Sometimes you're in, but most of the time you're out.
Hit it: Comic–Con
Quit it: Rom–Com
You might be thinking, “Are you sure about this one?” But let us tell you, anime is getting pretty hot and steamy these days, guys. Trade in the typical “I’m single on V–Day” routine of chick flick, rom–com and repeat for some sexy, steamy, Japanese characters in heat. Comics have come a long way since your average Peanuts section in the paper. It’s time to start exploring beyond your horizons.

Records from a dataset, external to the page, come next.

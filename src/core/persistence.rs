//! Session persistence
//!
//! The terminal client keeps its navigation history between runs, the way a
//! browser tab keeps its history across reloads. The file lives in the
//! working directory unless `set_session_path` names another one.
//!
//! ## --no-session-cache flag
//!
//! When the client is started with `--no-session-cache`, save and load are
//! skipped and every run starts from a fresh history. Call
//! `set_no_cache(true)` early in startup to enable this.

use anyhow::{Context, Result};
use once_cell::sync::OnceCell;
use std::{
    fs,
    path::{Path, PathBuf},
    sync::atomic::{AtomicBool, Ordering},
};

use crate::core::history::MemoryHistory;

pub const DEFAULT_SESSION_FILE: &str = "simkit_session.json";

static NO_SESSION_CACHE: AtomicBool = AtomicBool::new(false);
static SESSION_PATH: OnceCell<PathBuf> = OnceCell::new();

pub fn set_no_cache(enabled: bool) {
    NO_SESSION_CACHE.store(enabled, Ordering::SeqCst);
    if enabled {
        log::info!("🚫 Session cache disabled (--no-session-cache)");
    }
}

fn is_no_cache() -> bool {
    NO_SESSION_CACHE.load(Ordering::SeqCst)
}

/// Use `path` instead of the default file. Only the first call counts.
pub fn set_session_path(path: &Path) {
    if SESSION_PATH.set(path.to_path_buf()).is_err() {
        log::warn!("Session path already set, ignoring {path:?}");
    }
}

fn get_session_path() -> Result<PathBuf> {
    if let Some(path) = SESSION_PATH.get() {
        return Ok(path.clone());
    }
    let dir = std::env::current_dir().context("Failed to get current working directory")?;
    Ok(dir.join(DEFAULT_SESSION_FILE))
}

/// Save the history as JSON.
///
/// # Returns
/// - `Ok(())` if the save succeeded or was skipped
/// - `Err` if serializing or writing failed
pub fn save_session(history: &serde_json::Value) -> Result<()> {
    if is_no_cache() {
        log::debug!("Skipping session save (--no-session-cache enabled)");
        return Ok(());
    }
    let path = get_session_path()?;
    let json = serde_json::to_string_pretty(history).context("Failed to serialize session")?;
    fs::write(&path, json).with_context(|| format!("Failed to write session to {path:?}"))?;
    log::debug!("💾 Saved session to {path:?}");
    Ok(())
}

/// Load the saved history.
///
/// # Returns
/// - `Ok(Some(history))` when a session was found
/// - `Ok(None)` when there is none or caching is disabled
/// - `Err` if the file exists but cannot be read or parsed
pub fn load_session() -> Result<Option<MemoryHistory>> {
    if is_no_cache() {
        log::debug!("Skipping session load (--no-session-cache enabled)");
        return Ok(None);
    }
    let path = get_session_path()?;
    if !path.exists() {
        log::debug!("📂 No saved session at {path:?}");
        return Ok(None);
    }
    let json = fs::read_to_string(&path)
        .with_context(|| format!("Failed to read session from {path:?}"))?;
    let history: MemoryHistory =
        serde_json::from_str(&json).context("Failed to deserialize session")?;
    Ok(Some(history.sanitized()))
}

Hit it: Turning your V–Day into a lifestyle
Quit it: Turning your B–Day into a lifestyle
Chocolate, teddy bears, roses, oh my! Why do we have to limit our indulgence in such items to only one day a year? Seems unfair to us. There’s never not a time for chocolate, so honestly, this is a no–brainer. When that V–Day chocolate goes on sale, stock up and unleash your inner Augustus Gloop—except instead of drowning in chocolate, we suggest you just eat it.
Hit it: Lingering
Quit it: Lingerie
Sexiness is a social construct, and honestly, those things have become irrelevant these days, so let’s just throw it out the window. We suggest nixing the night time knickers and just going for it. Who says that admirers only have to be in secret? With love in the air and free time between your classes, you might as well start following the ones who catch your eye. Maybe, just maybe, they’ll notice you and feel the same way. There’s also the possibility that they notice and get creeped out. But hey, what’s life without risk?
Hit it: Side eye
Quit it: Side bae
If he hasn’t made the move already, it’s never going to happen. Be the bad betch we know you can be and move on. You’re better than being a side jawn. You’re a main jawn. You’re the main JAWN. You’re like Beyoncé on the red carpet: fresh, fun, fierce and flirty. Except we hope you’re not impregnated with two fetuses. That might kill the vibe a little bit.